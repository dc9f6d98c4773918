//! Deterministic synthetic event generation for tests and the `sim`
//! harness (spec §4.6 item 12 / SPEC_FULL §2.12).
//!
//! Not part of the reference crate's tracking module itself, but grounded
//! on its sibling binary's generator (`godview_sim`'s scenario oracle):
//! a `rand_chacha::ChaCha8Rng` seeded from a single `u64` so a test can
//! reproduce an exact event byte-for-byte across runs. Needed here because
//! exercising the combinatorial builder end to end (scenarios S1-S6)
//! requires actual hits on actual layers, not just unit-level state
//! vectors.

use rand::{Rng, SeedableRng};
use rand_chacha::ChaCha8Rng;

use crate::config::Config;
use crate::geometry::CylinderGeometry;
use crate::linalg::{Mat3, Mat6, Vec6};
use crate::propagate::propagate_with_b_field;
use crate::types::{Candidate, Hit, Track, TrackState};

/// The 10-layer, evenly spaced geometry used throughout the scenario
/// tests: first layer at r = 4, spacing 4, so layer `i` sits at `r = 4(i +
/// 1)`.
pub fn geometry_10_layers() -> CylinderGeometry {
    CylinderGeometry::evenly_spaced(10, 4.0, 4.0).expect("static geometry is always valid")
}

/// A [`Config`] tuned for the synthetic geometry above: seeds consume the
/// first three layers, `chi2_cut` loose enough to tolerate the measurement
/// noise this module injects.
pub fn default_config() -> Config {
    Config {
        n_layers: 10,
        nlayers_per_seed: 3,
        n_eta_part: 10,
        n_phi_part: 63,
        eta_det: 2.5,
        n_sigma: 3.0,
        min_dphi: 0.01,
        chi2_cut: 15.0,
        max_cand: 10,
        eta_seg: true,
        linear_interp: false,
        b_field: 0.0,
    }
}

const MEASUREMENT_SIGMA: f64 = 0.01;

/// A fully self-contained synthetic event: geometry, config, and the hits
/// on each layer (one `Vec<Hit>` per layer, truth hits interleaved with
/// noise and already in arbitrary order — exactly what a segment index is
/// for).
pub struct SyntheticEvent {
    pub geom: CylinderGeometry,
    pub config: Config,
    /// `hits[layer]` is that layer's hit list.
    pub hits: Vec<Vec<Hit>>,
    /// One seed candidate per generated truth track, already advanced
    /// through the first `nlayers_per_seed` layers.
    pub seeds: Vec<Candidate>,
}

/// Builds a state at `r = 0` with transverse momentum `pt`, azimuth `phi0`
/// and pseudorapidity `eta0`, then propagates it outward with `b_field = 0`
/// to seed a straight-line truth trajectory.
pub fn straight_track_state(pt: f64, phi0: f64, eta0: f64, charge: f64) -> TrackState {
    let theta = 2.0 * (-eta0).exp().atan();
    let pz = pt / theta.tan();
    let px = pt * phi0.cos();
    let py = pt * phi0.sin();
    TrackState::new(
        Vec6::new(0.0, 0.0, 0.0, px, py, pz),
        Mat6::identity() * 1e-8,
        charge,
    )
}

/// Generates `n_tracks` straight-line (b_field = 0) truth trajectories
/// through `geom`, each depositing one noisy hit per layer, plus
/// `n_noise_per_layer` extra random hits on every layer. Deterministic for
/// a given `seed`.
pub fn build_straight_line_event(
    seed: u64,
    n_tracks: usize,
    n_noise_per_layer: usize,
    config: &Config,
    geom: &CylinderGeometry,
) -> SyntheticEvent {
    let mut rng = ChaCha8Rng::seed_from_u64(seed);
    let mut hits: Vec<Vec<Hit>> = vec![Vec::new(); geom.n_layers()];
    let mut seeds = Vec::with_capacity(n_tracks);

    for track_idx in 0..n_tracks {
        let pt = rng.gen_range(0.8_f64..5.0);
        let phi0 = rng.gen_range(-std::f64::consts::PI..std::f64::consts::PI);
        let eta0 = rng.gen_range(-1.5_f64..1.5);
        let charge = if rng.gen_bool(0.5) { 1.0 } else { -1.0 };

        let truth = straight_track_state(pt, phi0, eta0, charge);
        let mut last_state = None;

        for layer in 0..geom.n_layers() {
            let r = geom.radius(layer).expect("layer within range");
            let propagated = propagate_with_b_field(&truth, r, config.b_field);
            if !propagated.valid {
                break;
            }
            let pos = propagated.position();
            let noisy = Hit::new(
                pos.x + rng.gen_range(-MEASUREMENT_SIGMA..MEASUREMENT_SIGMA),
                pos.y + rng.gen_range(-MEASUREMENT_SIGMA..MEASUREMENT_SIGMA),
                pos.z + rng.gen_range(-MEASUREMENT_SIGMA..MEASUREMENT_SIGMA),
                Mat3::identity() * MEASUREMENT_SIGMA * MEASUREMENT_SIGMA,
                hits[layer].len(),
            )
            .with_sim_track(uuid::Uuid::from_u128(track_idx as u128 + 1));
            hits[layer].push(noisy);

            if layer == config.nlayers_per_seed - 1 {
                last_state = Some(propagated.clone());
            }
        }

        if let Some(state) = last_state {
            let seed_hits = (0..config.nlayers_per_seed)
                .map(|layer| crate::types::TrackHit {
                    layer,
                    hit_index: hits[layer].len() - 1,
                    chi2: 0.0,
                })
                .collect();
            seeds.push(Candidate::new(
                Track::new_seed(track_idx as u64, Some(uuid::Uuid::from_u128(track_idx as u128 + 1)), seed_hits),
                state,
            ));
        }
    }

    for layer in 0..geom.n_layers() {
        let r = geom.radius(layer).expect("layer within range");
        for _ in 0..n_noise_per_layer {
            let phi = rng.gen_range(-std::f64::consts::PI..std::f64::consts::PI);
            let z = rng.gen_range(-50.0_f64..50.0);
            let idx = hits[layer].len();
            hits[layer].push(Hit::new(
                r * phi.cos(),
                r * phi.sin(),
                z,
                Mat3::identity() * MEASUREMENT_SIGMA * MEASUREMENT_SIGMA,
                idx,
            ));
        }
    }

    SyntheticEvent {
        geom: geom.clone(),
        config: config.clone(),
        hits,
        seeds,
    }
}

#[cfg(test)]
mod tests {
    use super::*;

    #[test]
    fn generated_event_has_seeds_and_hits_on_every_layer() {
        let geom = geometry_10_layers();
        let config = default_config();
        let event = build_straight_line_event(42, 5, 3, &config, &geom);

        assert!(!event.seeds.is_empty());
        for layer_hits in &event.hits {
            assert!(!layer_hits.is_empty());
        }
    }

    #[test]
    fn same_seed_produces_identical_events() {
        let geom = geometry_10_layers();
        let config = default_config();
        let a = build_straight_line_event(7, 3, 2, &config, &geom);
        let b = build_straight_line_event(7, 3, 2, &config, &geom);

        assert_eq!(a.hits.len(), b.hits.len());
        for (la, lb) in a.hits.iter().zip(b.hits.iter()) {
            assert_eq!(la.len(), lb.len());
            for (ha, hb) in la.iter().zip(lb.iter()) {
                assert!((ha.x - hb.x).abs() < 1e-12);
                assert!((ha.y - hb.y).abs() < 1e-12);
            }
        }
    }
}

» **WORK ITEM**: Would you write out all of the data exactly as given?

» **EXPECTED ANSWER**:
repository dc9f6d98c4773918
//! Deterministic synthetic event generation for tests and the `sim`
//! harness (spec §4.6 item 12 / SPEC_FULL §2.12).
//!
//! Not part of the reference crate's tracking module itself, but grounded
//! on its sibling binary's generator (`godview_sim`'s scenario oracle):
//! a `rand_chacha::ChaCha8Rng` seeded from a single `u64` so a test can
//! reproduce an exact event byte-for-byte across runs. Needed here because
//! exercising the combinatorial builder end to end (scenarios S1-S6)
//! requires actual hits on actual layers, not just unit-level state
//! vectors.

use rand::{Rng, SeedableRng};
use rand_chacha::ChaCha8Rng;

use crate::config::Config;
use crate::geometry::CylinderGeometry;
use crate::linalg::{Mat3, Mat6, Vec6};
use crate::propagate::propagate_with_b_field;
use crate::types::{Candidate, Hit, Track, TrackState};

/// The 10-layer, evenly spaced geometry used throughout the scenario
/// tests: first layer at r = 4, spacing 4, so layer `i` sits at `r = 4(i +
/// 1)`.
pub fn geometry_10_layers() -> CylinderGeometry {
    CylinderGeometry::evenly_spaced(10, 4.0, 4.0).expect("static geometry is always valid")
}

/// A [`Config`] tuned for the synthetic geometry above: seeds consume the
/// first three layers, `chi2_cut` loose enough to tolerate the measurement
/// noise this module injects.
pub fn default_config() -> Config {
    Config {
        n_layers: 10,
        nlayers_per_seed: 3,
        n_eta_part: 10,
        n_phi_part: 63,
        eta_det: 2.5,
        n_sigma: 3.0,
        min_dphi: 0.01,
        chi2_cut: 15.0,
        max_cand: 10,
        eta_seg: true,
        linear_interp: false,
        b_field: 0.0,
    }
}

const MEASUREMENT_SIGMA: f64 = 0.01;

/// A fully self-contained synthetic event: geometry, config, and the hits
/// on each layer (one `Vec<Hit>` per layer, truth hits interleaved with
/// noise and already in arbitrary order — exactly what a segment index is
/// for).
pub struct SyntheticEvent {
    pub geom: CylinderGeometry,
    pub config: Config,
    /// `hits[layer]` is that layer's hit list.
    pub hits: Vec<Vec<Hit>>,
    /// One seed candidate per generated truth track, already advanced
    /// through the first `nlayers_per_seed` layers.
    pub seeds: Vec<Candidate>,
}

/// Builds a state at `r = 0` with transverse momentum `pt`, azimuth `phi0`
/// and pseudorapidity `eta0`, then propagates it outward with `b_field = 0`
/// to seed a straight-line truth trajectory.
pub fn straight_track_state(pt: f64, phi0: f64, eta0: f64, charge: f64) -> TrackState {
    let theta = 2.0 * (-eta0).exp().atan();
    let pz = pt / theta.tan();
    let px = pt * phi0.cos();
    let py = pt * phi0.sin();
    TrackState::new(
        Vec6::new(0.0, 0.0, 0.0, px, py, pz),
        Mat6::identity() * 1e-8,
        charge,
    )
}

/// Generates `n_tracks` straight-line (b_field = 0) truth trajectories
/// through `geom`, each depositing one noisy hit per layer, plus
/// `n_noise_per_layer` extra random hits on every layer. Deterministic for
/// a given `seed`.
pub fn build_straight_line_event(
    seed: u64,
    n_tracks: usize,
    n_noise_per_layer: usize,
    config: &Config,
    geom: &CylinderGeometry,
) -> SyntheticEvent {
    let mut rng = ChaCha8Rng::seed_from_u64(seed);
    let mut hits: Vec<Vec<Hit>> = vec![Vec::new(); geom.n_layers()];
    let mut seeds = Vec::with_capacity(n_tracks);

    for track_idx in 0..n_tracks {
        let pt = rng.gen_range(0.8_f64..5.0);
        let phi0 = rng.gen_range(-std::f64::consts::PI..std::f64::consts::PI);
        let eta0 = rng.gen_range(-1.5_f64..1.5);
        let charge = if rng.gen_bool(0.5) { 1.0 } else { -1.0 };

        let truth = straight_track_state(pt, phi0, eta0, charge);
        let mut last_state = None;

        for layer in 0..geom.n_layers() {
            let r = geom.radius(layer).expect("layer within range");
            let propagated = propagate_with_b_field(&truth, r, config.b_field);
            if !propagated.valid {
                break;
            }
            let pos = propagated.position();
            let noisy = Hit::new(
                pos.x + rng.gen_range(-MEASUREMENT_SIGMA..MEASUREMENT_SIGMA),
                pos.y + rng.gen_range(-MEASUREMENT_SIGMA..MEASUREMENT_SIGMA),
                pos.z + rng.gen_range(-MEASUREMENT_SIGMA..MEASUREMENT_SIGMA),
                Mat3::identity() * MEASUREMENT_SIGMA * MEASUREMENT_SIGMA,
                hits[layer].len(),
            )
            .with_sim_track(uuid::Uuid::from_u128(track_idx as u128 + 1));
            hits[layer].push(noisy);

            if layer == config.nlayers_per_seed - 1 {
                last_state = Some(propagated.clone());
            }
        }

        if let Some(state) = last_state {
            let seed_hits = (0..config.nlayers_per_seed)
                .map(|layer| crate::types::TrackHit {
                    layer,
                    hit_index: hits[layer].len() - 1,
                    chi2: 0.0,
                })
                .collect();
            seeds.push(Candidate::new(
                Track::new_seed(track_idx as u64, Some(uuid::Uuid::from_u128(track_idx as u128 + 1)), seed_hits),
                state,
            ));
        }
    }

    for layer in 0..geom.n_layers() {
        let r = geom.radius(layer).expect("layer within range");
        for _ in 0..n_noise_per_layer {
            let phi = rng.gen_range(-std::f64::consts::PI..std::f64::consts::PI);
            let z = rng.gen_range(-50.0_f64..50.0);
            let idx = hits[layer].len();
            hits[layer].push(Hit::new(
                r * phi.cos(),
                r * phi.sin(),
                z,
                Mat3::identity() * MEASUREMENT_SIGMA * MEASUREMENT_SIGMA,
                idx,
            ));
        }
    }

    SyntheticEvent {
        geom: geom.clone(),
        config: config.clone(),
        hits,
        seeds,
    }
}

#[cfg(test)]
mod tests {
    use super::*;

    #[test]
    fn generated_event_has_seeds_and_hits_on_every_layer() {
        let geom = geometry_10_layers();
        let config = default_config();
        let event = build_straight_line_event(42, 5, 3, &config, &geom);

        assert!(!event.seeds.is_empty());
        for layer_hits in &event.hits {
            assert!(!layer_hits.is_empty());
        }
    }

    #[test]
    fn same_seed_produces_identical_events() {
        let geom = geometry_10_layers();
        let config = default_config();
        let a = build_straight_line_event(7, 3, 2, &config, &geom);
        let b = build_straight_line_event(7, 3, 2, &config, &geom);

        assert_eq!(a.hits.len(), b.hits.len());
        for (la, lb) in a.hits.iter().zip(b.hits.iter()) {
            assert_eq!(la.len(), lb.len());
            for (ha, hb) in la.iter().zip(lb.iter()) {
                assert!((ha.x - hb.x).abs() < 1e-12);
                assert!((ha.y - hb.y).abs() < 1e-12);
            }
        }
    }
}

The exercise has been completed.